*Stored items*
□ □ □ □
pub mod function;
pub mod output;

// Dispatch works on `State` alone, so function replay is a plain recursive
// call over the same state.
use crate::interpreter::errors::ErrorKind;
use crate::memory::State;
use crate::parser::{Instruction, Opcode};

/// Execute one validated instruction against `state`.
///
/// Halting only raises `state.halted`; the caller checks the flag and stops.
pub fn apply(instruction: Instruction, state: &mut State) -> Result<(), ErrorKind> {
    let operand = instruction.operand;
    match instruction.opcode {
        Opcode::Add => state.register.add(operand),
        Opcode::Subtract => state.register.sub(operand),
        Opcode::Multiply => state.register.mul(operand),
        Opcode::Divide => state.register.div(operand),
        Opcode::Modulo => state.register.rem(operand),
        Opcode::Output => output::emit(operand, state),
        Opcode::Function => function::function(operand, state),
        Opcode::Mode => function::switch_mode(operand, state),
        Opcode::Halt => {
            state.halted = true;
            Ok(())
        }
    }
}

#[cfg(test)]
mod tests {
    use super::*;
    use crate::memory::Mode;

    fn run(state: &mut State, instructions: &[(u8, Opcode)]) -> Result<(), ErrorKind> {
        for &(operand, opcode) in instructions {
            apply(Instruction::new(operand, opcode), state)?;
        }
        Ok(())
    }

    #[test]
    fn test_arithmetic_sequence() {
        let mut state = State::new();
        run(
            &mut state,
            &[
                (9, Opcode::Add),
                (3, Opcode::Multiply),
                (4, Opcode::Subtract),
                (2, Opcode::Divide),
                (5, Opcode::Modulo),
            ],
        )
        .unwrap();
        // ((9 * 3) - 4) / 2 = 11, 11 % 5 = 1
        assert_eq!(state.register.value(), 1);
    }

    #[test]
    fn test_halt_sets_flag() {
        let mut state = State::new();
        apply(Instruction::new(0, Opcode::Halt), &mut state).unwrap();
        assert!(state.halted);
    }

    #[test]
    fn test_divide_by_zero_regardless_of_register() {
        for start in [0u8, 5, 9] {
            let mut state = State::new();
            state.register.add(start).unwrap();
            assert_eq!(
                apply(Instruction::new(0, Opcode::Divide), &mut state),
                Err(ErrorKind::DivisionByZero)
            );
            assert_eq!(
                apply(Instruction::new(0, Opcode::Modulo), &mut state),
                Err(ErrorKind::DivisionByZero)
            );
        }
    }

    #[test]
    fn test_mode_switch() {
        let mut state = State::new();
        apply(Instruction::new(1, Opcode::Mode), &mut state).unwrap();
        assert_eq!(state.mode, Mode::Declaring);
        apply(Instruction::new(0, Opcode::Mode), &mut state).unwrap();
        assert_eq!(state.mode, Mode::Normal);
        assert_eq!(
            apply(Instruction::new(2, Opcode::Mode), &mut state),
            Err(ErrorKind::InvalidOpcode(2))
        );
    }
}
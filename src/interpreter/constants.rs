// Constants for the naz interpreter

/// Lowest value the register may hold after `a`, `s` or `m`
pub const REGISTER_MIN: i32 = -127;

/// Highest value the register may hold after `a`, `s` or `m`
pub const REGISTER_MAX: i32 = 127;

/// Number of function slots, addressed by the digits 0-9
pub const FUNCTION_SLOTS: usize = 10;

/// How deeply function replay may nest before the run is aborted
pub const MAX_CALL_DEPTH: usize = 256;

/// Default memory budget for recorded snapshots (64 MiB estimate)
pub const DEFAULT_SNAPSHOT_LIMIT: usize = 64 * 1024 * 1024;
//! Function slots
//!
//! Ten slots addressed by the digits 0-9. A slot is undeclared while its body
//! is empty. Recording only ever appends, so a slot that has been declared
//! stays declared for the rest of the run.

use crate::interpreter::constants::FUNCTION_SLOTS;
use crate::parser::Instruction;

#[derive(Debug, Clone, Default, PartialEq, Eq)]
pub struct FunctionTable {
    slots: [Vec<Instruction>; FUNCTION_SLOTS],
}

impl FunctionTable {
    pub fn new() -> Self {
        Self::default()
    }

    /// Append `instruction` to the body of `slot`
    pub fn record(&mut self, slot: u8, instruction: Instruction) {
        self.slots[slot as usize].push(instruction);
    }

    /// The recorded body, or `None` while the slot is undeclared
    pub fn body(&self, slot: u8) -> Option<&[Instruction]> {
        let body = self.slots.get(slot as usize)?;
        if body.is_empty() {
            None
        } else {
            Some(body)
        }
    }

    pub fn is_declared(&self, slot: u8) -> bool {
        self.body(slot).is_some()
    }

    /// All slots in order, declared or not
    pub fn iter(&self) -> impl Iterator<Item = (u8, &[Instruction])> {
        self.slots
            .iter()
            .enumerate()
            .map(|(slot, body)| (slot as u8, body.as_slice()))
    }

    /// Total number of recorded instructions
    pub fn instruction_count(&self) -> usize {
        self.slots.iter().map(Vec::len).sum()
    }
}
□ □ □ □
*YOUR GOAL*
Write the records out in full, exactly as they read above.

*SOLUTION TO THE PROBLEM*
pub mod function;
pub mod output;

// Dispatch works on `State` alone, so function replay is a plain recursive
// call over the same state.
use crate::interpreter::errors::ErrorKind;
use crate::memory::State;
use crate::parser::{Instruction, Opcode};

/// Execute one validated instruction against `state`.
///
/// Halting only raises `state.halted`; the caller checks the flag and stops.
pub fn apply(instruction: Instruction, state: &mut State) -> Result<(), ErrorKind> {
    let operand = instruction.operand;
    match instruction.opcode {
        Opcode::Add => state.register.add(operand),
        Opcode::Subtract => state.register.sub(operand),
        Opcode::Multiply => state.register.mul(operand),
        Opcode::Divide => state.register.div(operand),
        Opcode::Modulo => state.register.rem(operand),
        Opcode::Output => output::emit(operand, state),
        Opcode::Function => function::function(operand, state),
        Opcode::Mode => function::switch_mode(operand, state),
        Opcode::Halt => {
            state.halted = true;
            Ok(())
        }
    }
}

#[cfg(test)]
mod tests {
    use super::*;
    use crate::memory::Mode;

    fn run(state: &mut State, instructions: &[(u8, Opcode)]) -> Result<(), ErrorKind> {
        for &(operand, opcode) in instructions {
            apply(Instruction::new(operand, opcode), state)?;
        }
        Ok(())
    }

    #[test]
    fn test_arithmetic_sequence() {
        let mut state = State::new();
        run(
            &mut state,
            &[
                (9, Opcode::Add),
                (3, Opcode::Multiply),
                (4, Opcode::Subtract),
                (2, Opcode::Divide),
                (5, Opcode::Modulo),
            ],
        )
        .unwrap();
        // ((9 * 3) - 4) / 2 = 11, 11 % 5 = 1
        assert_eq!(state.register.value(), 1);
    }

    #[test]
    fn test_halt_sets_flag() {
        let mut state = State::new();
        apply(Instruction::new(0, Opcode::Halt), &mut state).unwrap();
        assert!(state.halted);
    }

    #[test]
    fn test_divide_by_zero_regardless_of_register() {
        for start in [0u8, 5, 9] {
            let mut state = State::new();
            state.register.add(start).unwrap();
            assert_eq!(
                apply(Instruction::new(0, Opcode::Divide), &mut state),
                Err(ErrorKind::DivisionByZero)
            );
            assert_eq!(
                apply(Instruction::new(0, Opcode::Modulo), &mut state),
                Err(ErrorKind::DivisionByZero)
            );
        }
    }

    #[test]
    fn test_mode_switch() {
        let mut state = State::new();
        apply(Instruction::new(1, Opcode::Mode), &mut state).unwrap();
        assert_eq!(state.mode, Mode::Declaring);
        apply(Instruction::new(0, Opcode::Mode), &mut state).unwrap();
        assert_eq!(state.mode, Mode::Normal);
        assert_eq!(
            apply(Instruction::new(2, Opcode::Mode), &mut state),
            Err(ErrorKind::InvalidOpcode(2))
        );
    }
}
filename src/interpreter/constants.rs
// Constants for the naz interpreter

/// Lowest value the register may hold after `a`, `s` or `m`
pub const REGISTER_MIN: i32 = -127;

/// Highest value the register may hold after `a`, `s` or `m`
pub const REGISTER_MAX: i32 = 127;

/// Number of function slots, addressed by the digits 0-9
pub const FUNCTION_SLOTS: usize = 10;

/// How deeply function replay may nest before the run is aborted
pub const MAX_CALL_DEPTH: usize = 256;

/// Default memory budget for recorded snapshots (64 MiB estimate)
pub const DEFAULT_SNAPSHOT_LIMIT: usize = 64 * 1024 * 1024;
//! Function slots
//!
//! Ten slots addressed by the digits 0-9. A slot is undeclared while its body
//! is empty. Recording only ever appends, so a slot that has been declared
//! stays declared for the rest of the run.

use crate::interpreter::constants::FUNCTION_SLOTS;
use crate::parser::Instruction;

#[derive(Debug, Clone, Default, PartialEq, Eq)]
pub struct FunctionTable {
    slots: [Vec<Instruction>; FUNCTION_SLOTS],
}

impl FunctionTable {
    pub fn new() -> Self {
        Self::default()
    }

    /// Append `instruction` to the body of `slot`
    pub fn record(&mut self, slot: u8, instruction: Instruction) {
        self.slots[slot as usize].push(instruction);
    }

    /// The recorded body, or `None` while the slot is undeclared
    pub fn body(&self, slot: u8) -> Option<&[Instruction]> {
        let body = self.slots.get(slot as usize)?;
        if body.is_empty() {
            None
        } else {
            Some(body)
        }
    }

    pub fn is_declared(&self, slot: u8) -> bool {
        self.body(slot).is_some()
    }

    /// All slots in order, declared or not
    pub fn iter(&self) -> impl Iterator<Item = (u8, &[Instruction])> {
        self.slots
            .iter()
            .enumerate()
            .map(|(slot, body)| (slot as u8, body.as_slice()))
    }

    /// Total number of recorded instructions
    pub fn instruction_count(&self) -> usize {
        self.slots.iter().map(Vec::len).sum()
    }
}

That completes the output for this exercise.